## Directions
The required result is every line of the records that includes "preview".

┌─ Records supplied

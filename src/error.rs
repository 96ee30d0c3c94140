use thiserror::Error;

/// Errors produced by the capture pipeline
///
/// Only `DanglingReference`, `NodeNotFound` and the other graph-state variants abort an
/// operation. `MalformedEvent`, `NoStableSelector`, `SegmentationAmbiguous` and
/// `SynthesisPartialFailure` are reported through logs and outcome values; capture and
/// synthesis continue past them.
#[derive(Debug, Error)]
pub enum CaptureError {
    /// A raw event could not be decoded or failed validation
    #[error("Malformed event: {0}")]
    MalformedEvent(String),

    /// An edge or branch referenced a node that does not exist
    #[error("Dangling reference: {0}")]
    DanglingReference(String),

    /// The addressed node does not exist
    #[error("Node not found: {0}")]
    NodeNotFound(String),

    /// A node with the requested id already exists
    #[error("Duplicate node id: {0}")]
    DuplicateNode(String),

    /// The node was explicitly locked and can no longer be updated
    #[error("Node is locked: {0}")]
    NodeLocked(String),

    /// The operation is not valid for the node's type or state
    #[error("Invalid operation: {0}")]
    InvalidOperation(String),

    /// Only coordinate or structural fallbacks could be derived for an element
    #[error("No stable selector: {0}")]
    NoStableSelector(String),

    /// Boundary heuristics could not decide; the segmenter kept the events together
    #[error("Ambiguous segmentation: {0}")]
    SegmentationAmbiguous(String),

    /// Code for a single node could not be generated
    #[error("Synthesis failed for node '{node}': {reason}")]
    SynthesisPartialFailure { node: String, reason: String },

    /// A command required an open recording window
    #[error("No recording window is open")]
    NoActiveWindow,

    /// A recording window is already open
    #[error("Recording window '{0}' is already open")]
    WindowAlreadyOpen(String),

    /// Unknown export format tag
    #[error("Unsupported export format: {0}")]
    UnsupportedFormat(String),

    /// A persisted graph violated a structural invariant
    #[error("Invalid graph: {0}")]
    InvalidGraph(String),

    /// The engine's intake queue is gone
    #[error("Intake channel closed")]
    ChannelClosed,

    /// JSON encoding or decoding failed
    #[error("Serialization error: {0}")]
    Serialization(#[from] serde_json::Error),

    /// Reading configuration or event streams failed
    #[error("IO error: {0}")]
    Io(#[from] std::io::Error),
}

/// Result type alias for capture operations
pub type Result<T> = std::result::Result<T, CaptureError>;
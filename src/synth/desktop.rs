//! PyAutoGUI replay scripts
//!
//! Everything is replayed at screen level: clicks use the captured element centers,
//! navigation goes through the browser address bar, and file moves and deletes are
//! repeated with `shutil`/`os`.

use crate::event::FileOpKind;
use crate::synth::emitter::{EmitContext, Emitter};
use crate::synth::plan::{KeyPress, Locator, Statement, TextValue};
use crate::synth::script::{render_items, seconds, ScriptStyle, Syntax};
use crate::synth::web::file_note;
use crate::synth::writer::{quote, CodeWriter};
use crate::synth::TargetFormat;

/// Delay between typed characters, in seconds
const TYPE_INTERVAL: &str = "0.02";

/// `generic-desktop-automation` emitter
#[derive(Debug, Default, Clone, Copy)]
pub struct DesktopEmitter;

impl Emitter for DesktopEmitter {
    fn format(&self) -> TargetFormat {
        TargetFormat::DesktopAutomation
    }

    fn description(&self) -> &str {
        "Screen-level replay script (PyAutoGUI)"
    }

    fn emit(&self, context: EmitContext<'_>) -> String {
        let plan = context.plan;
        let mut w = CodeWriter::python();

        w.line(format!("\"\"\"{}", plan.title.replace("\"\"\"", "'''")));
        w.blank();
        w.line("Desktop replay generated from a captured process. Coordinates are screen");
        w.line("pixels from the capture and assume the same screen layout.");
        w.line("\"\"\"");
        w.blank();
        w.line("import os");
        w.line("import shutil");
        w.line("import time");
        w.blank();
        w.line("import pyautogui");
        w.blank();
        w.line("pyautogui.FAILSAFE = True");
        w.line("pyautogui.PAUSE = 0.5");
        w.blank_lines(2);
        w.line("def run():");
        w.indent();
        if plan.items.is_empty() {
            w.comment("#", "No steps captured");
        }
        render_items(&PyAutoGui, &mut w, &plan.items);
        w.dedent();
        w.blank_lines(2);
        w.line("if __name__ == \"__main__\":");
        w.indent();
        w.line("run()");
        w.finish()
    }
}

struct PyAutoGui;

impl PyAutoGui {
    fn key(key: &str) -> String {
        let name = match key {
            "Enter" | "Return" | "NumpadEnter" => "enter".to_string(),
            "Escape" | "Esc" => "esc".to_string(),
            "ArrowUp" => "up".to_string(),
            "ArrowDown" => "down".to_string(),
            "ArrowLeft" => "left".to_string(),
            "ArrowRight" => "right".to_string(),
            "PageUp" => "pageup".to_string(),
            "PageDown" => "pagedown".to_string(),
            " " | "Space" => "space".to_string(),
            other => other.to_lowercase(),
        };
        quote(&name)
    }

    fn modifier(name: &str) -> String {
        let key = match name {
            "meta" | "cmd" | "command" => "command",
            "alt" | "option" => "alt",
            "shift" => "shift",
            _ => "ctrl",
        };
        quote(key)
    }

    fn press(key: &KeyPress) -> String {
        if key.modifiers.is_empty() {
            return format!("pyautogui.press({})", Self::key(&key.key));
        }
        let mut keys: Vec<String> = key.modifiers.iter().map(|m| Self::modifier(m)).collect();
        keys.push(Self::key(&key.key));
        format!("pyautogui.hotkey({})", keys.join(", "))
    }

    fn text(value: &TextValue) -> String {
        match value {
            TextValue::Literal(text) => quote(text),
            TextValue::Secret { env } => format!("os.environ.get({}, \"\")", quote(env)),
        }
    }

    fn click(w: &mut CodeWriter, locator: &Locator) {
        match locator.point {
            Some((x, y)) => w.line(format!("pyautogui.click({}, {})", x, y)),
            None => w.comment(
                "#",
                &format!("WARNING: no screen position captured for {}; click it manually", locator.selector),
            ),
        }
    }

    fn write(w: &mut CodeWriter, value: &TextValue) {
        w.line(format!("pyautogui.write({}, interval={})", Self::text(value), TYPE_INTERVAL));
    }
}

impl ScriptStyle for PyAutoGui {
    fn syntax(&self) -> Syntax {
        Syntax::Python
    }

    fn statement(&self, w: &mut CodeWriter, statement: &Statement) {
        match statement {
            Statement::Navigate { url } => {
                w.line("pyautogui.hotkey(\"ctrl\", \"l\")");
                Self::write(w, &TextValue::Literal(url.clone()));
                w.line("pyautogui.press(\"enter\")");
            }
            Statement::WaitFor { .. } => {}
            Statement::Click { locator } => Self::click(w, locator),
            Statement::ClickAt { x, y } => w.line(format!("pyautogui.click({}, {})", x, y)),
            Statement::Fill { locator, value } => {
                Self::click(w, locator);
                w.line("pyautogui.hotkey(\"ctrl\", \"a\")");
                Self::write(w, value);
            }
            Statement::TypeText { value } => Self::write(w, value),
            Statement::PressKey { key, .. } => w.line(Self::press(key)),
            Statement::Assert { locator, text } => {
                let expectation = match text {
                    Some(text) => format!("Check that {} shows {}", locator.selector, quote(text)),
                    None => format!("Check that {} is visible", locator.selector),
                };
                w.comment("#", &expectation);
            }
            Statement::Wait { ms } => w.line(format!("time.sleep({})", seconds(*ms))),
            Statement::CopyData { preview, data_type } => {
                w.comment("#", &format!("Copy {}: {}", data_type, preview));
                w.line("pyautogui.hotkey(\"ctrl\", \"c\")");
            }
            Statement::FileOperation { op, path, dest } => match (op, dest) {
                (FileOpKind::Moved, Some(dest)) => w.line(format!("shutil.move({}, {})", quote(path), quote(dest))),
                (FileOpKind::Deleted, _) => {
                    w.line(format!("if os.path.exists({}):", quote(path)));
                    w.indent();
                    w.line(format!("os.remove({})", quote(path)));
                    w.dedent();
                }
                _ => w.comment("#", &file_note(*op, path, dest.as_deref())),
            },
            Statement::Comment(_) | Statement::Warning(_) => {}
        }
    }
}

└─

## Answer to this task
            Statement::CopyData { preview, data_type } => {
                w.comment("#", &format!("Copy {}: {}", data_type, preview));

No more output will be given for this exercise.